» TASK GOAL
Look for the string "stored" in the listing. Copy each line that has it.

▼

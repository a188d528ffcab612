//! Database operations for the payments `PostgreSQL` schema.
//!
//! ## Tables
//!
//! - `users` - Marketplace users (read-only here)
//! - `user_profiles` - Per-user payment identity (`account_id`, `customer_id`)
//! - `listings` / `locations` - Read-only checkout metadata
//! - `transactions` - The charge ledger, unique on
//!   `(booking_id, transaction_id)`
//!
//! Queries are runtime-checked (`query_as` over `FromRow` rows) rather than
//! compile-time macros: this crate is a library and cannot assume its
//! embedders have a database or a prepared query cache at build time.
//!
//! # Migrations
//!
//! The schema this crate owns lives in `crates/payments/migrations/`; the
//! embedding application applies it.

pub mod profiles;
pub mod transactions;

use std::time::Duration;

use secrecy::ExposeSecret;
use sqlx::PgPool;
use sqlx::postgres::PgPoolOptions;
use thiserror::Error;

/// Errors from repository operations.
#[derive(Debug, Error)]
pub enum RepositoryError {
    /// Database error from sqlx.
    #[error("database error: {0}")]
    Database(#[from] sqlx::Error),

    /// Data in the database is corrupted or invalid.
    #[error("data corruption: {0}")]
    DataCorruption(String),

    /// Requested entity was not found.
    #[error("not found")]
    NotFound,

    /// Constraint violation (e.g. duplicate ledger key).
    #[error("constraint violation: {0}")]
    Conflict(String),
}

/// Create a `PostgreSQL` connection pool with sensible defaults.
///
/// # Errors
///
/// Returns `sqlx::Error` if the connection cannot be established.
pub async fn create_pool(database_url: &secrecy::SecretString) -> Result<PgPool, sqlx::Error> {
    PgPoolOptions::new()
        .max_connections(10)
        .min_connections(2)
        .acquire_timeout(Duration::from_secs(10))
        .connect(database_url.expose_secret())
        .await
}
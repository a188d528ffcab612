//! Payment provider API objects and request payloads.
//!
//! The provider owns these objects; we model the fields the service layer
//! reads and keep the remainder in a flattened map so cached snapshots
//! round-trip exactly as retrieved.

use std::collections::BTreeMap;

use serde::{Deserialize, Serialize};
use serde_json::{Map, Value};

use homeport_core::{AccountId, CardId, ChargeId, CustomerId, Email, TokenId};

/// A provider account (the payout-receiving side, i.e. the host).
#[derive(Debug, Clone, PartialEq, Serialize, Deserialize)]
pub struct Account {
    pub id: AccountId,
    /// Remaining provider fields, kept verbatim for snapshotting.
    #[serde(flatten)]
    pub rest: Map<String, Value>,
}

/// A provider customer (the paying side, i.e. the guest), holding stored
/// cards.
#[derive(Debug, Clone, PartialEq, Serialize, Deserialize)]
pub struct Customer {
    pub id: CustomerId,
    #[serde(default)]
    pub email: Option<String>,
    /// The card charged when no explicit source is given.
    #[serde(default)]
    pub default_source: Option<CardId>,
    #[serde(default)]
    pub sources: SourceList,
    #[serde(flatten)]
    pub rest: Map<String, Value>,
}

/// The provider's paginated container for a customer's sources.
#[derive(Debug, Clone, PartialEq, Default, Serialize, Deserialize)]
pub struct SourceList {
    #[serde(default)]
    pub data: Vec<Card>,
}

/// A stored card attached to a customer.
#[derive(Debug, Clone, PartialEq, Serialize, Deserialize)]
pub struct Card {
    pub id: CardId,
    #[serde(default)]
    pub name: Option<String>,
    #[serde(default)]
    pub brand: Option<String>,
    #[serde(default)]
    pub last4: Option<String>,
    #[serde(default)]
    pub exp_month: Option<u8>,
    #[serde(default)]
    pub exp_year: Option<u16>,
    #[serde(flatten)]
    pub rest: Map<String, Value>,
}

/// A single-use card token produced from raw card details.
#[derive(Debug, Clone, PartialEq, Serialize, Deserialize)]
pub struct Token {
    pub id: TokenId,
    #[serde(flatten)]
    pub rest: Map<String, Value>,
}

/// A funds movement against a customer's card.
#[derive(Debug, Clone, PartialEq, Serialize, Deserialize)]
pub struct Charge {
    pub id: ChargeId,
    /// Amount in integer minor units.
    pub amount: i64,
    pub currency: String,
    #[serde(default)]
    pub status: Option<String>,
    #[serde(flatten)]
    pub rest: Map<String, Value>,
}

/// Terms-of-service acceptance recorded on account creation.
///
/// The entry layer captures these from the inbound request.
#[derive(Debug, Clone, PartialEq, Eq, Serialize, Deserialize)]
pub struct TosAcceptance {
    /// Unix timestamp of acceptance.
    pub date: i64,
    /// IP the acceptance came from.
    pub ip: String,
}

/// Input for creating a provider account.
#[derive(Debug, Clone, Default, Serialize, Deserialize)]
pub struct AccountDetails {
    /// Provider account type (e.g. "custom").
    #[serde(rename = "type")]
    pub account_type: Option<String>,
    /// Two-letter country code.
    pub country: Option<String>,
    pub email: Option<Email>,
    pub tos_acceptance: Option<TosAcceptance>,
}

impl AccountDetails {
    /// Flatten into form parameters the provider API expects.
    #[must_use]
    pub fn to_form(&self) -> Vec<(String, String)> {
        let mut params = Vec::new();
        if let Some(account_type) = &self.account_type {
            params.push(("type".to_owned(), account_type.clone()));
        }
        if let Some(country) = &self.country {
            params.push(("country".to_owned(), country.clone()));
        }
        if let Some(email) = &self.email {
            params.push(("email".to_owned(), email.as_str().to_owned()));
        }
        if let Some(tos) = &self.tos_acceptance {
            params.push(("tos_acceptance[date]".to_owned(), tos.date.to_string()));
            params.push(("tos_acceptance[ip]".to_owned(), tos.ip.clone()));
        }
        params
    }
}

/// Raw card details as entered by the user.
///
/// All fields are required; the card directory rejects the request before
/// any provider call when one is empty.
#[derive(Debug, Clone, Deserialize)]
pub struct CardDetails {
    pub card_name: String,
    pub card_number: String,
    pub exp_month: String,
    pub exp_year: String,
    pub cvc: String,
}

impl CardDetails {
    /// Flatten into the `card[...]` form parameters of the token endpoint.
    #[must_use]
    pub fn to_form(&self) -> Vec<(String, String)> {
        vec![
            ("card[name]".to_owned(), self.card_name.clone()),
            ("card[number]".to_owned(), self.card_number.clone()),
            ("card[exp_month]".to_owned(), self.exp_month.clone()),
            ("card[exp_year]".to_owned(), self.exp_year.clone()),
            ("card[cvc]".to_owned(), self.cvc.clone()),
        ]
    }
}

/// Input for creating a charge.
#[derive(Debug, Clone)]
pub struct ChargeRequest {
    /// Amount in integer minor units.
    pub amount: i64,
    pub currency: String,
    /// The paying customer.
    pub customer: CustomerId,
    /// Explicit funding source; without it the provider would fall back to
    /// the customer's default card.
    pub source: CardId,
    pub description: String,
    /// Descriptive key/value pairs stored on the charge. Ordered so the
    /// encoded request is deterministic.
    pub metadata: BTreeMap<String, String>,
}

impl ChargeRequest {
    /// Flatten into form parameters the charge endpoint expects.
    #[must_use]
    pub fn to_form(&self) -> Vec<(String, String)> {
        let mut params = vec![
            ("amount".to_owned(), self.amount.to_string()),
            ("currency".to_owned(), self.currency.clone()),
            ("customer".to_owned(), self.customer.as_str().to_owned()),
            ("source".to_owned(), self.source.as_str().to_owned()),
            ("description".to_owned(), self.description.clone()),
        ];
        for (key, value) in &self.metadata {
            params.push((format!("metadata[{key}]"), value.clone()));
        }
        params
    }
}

▲

» SOLUTION FOR THIS PROBLEM
/// A provider customer (the paying side, i.e. the guest), holding stored
/// A stored card attached to a customer.
    /// Descriptive key/value pairs stored on the charge. Ordered so the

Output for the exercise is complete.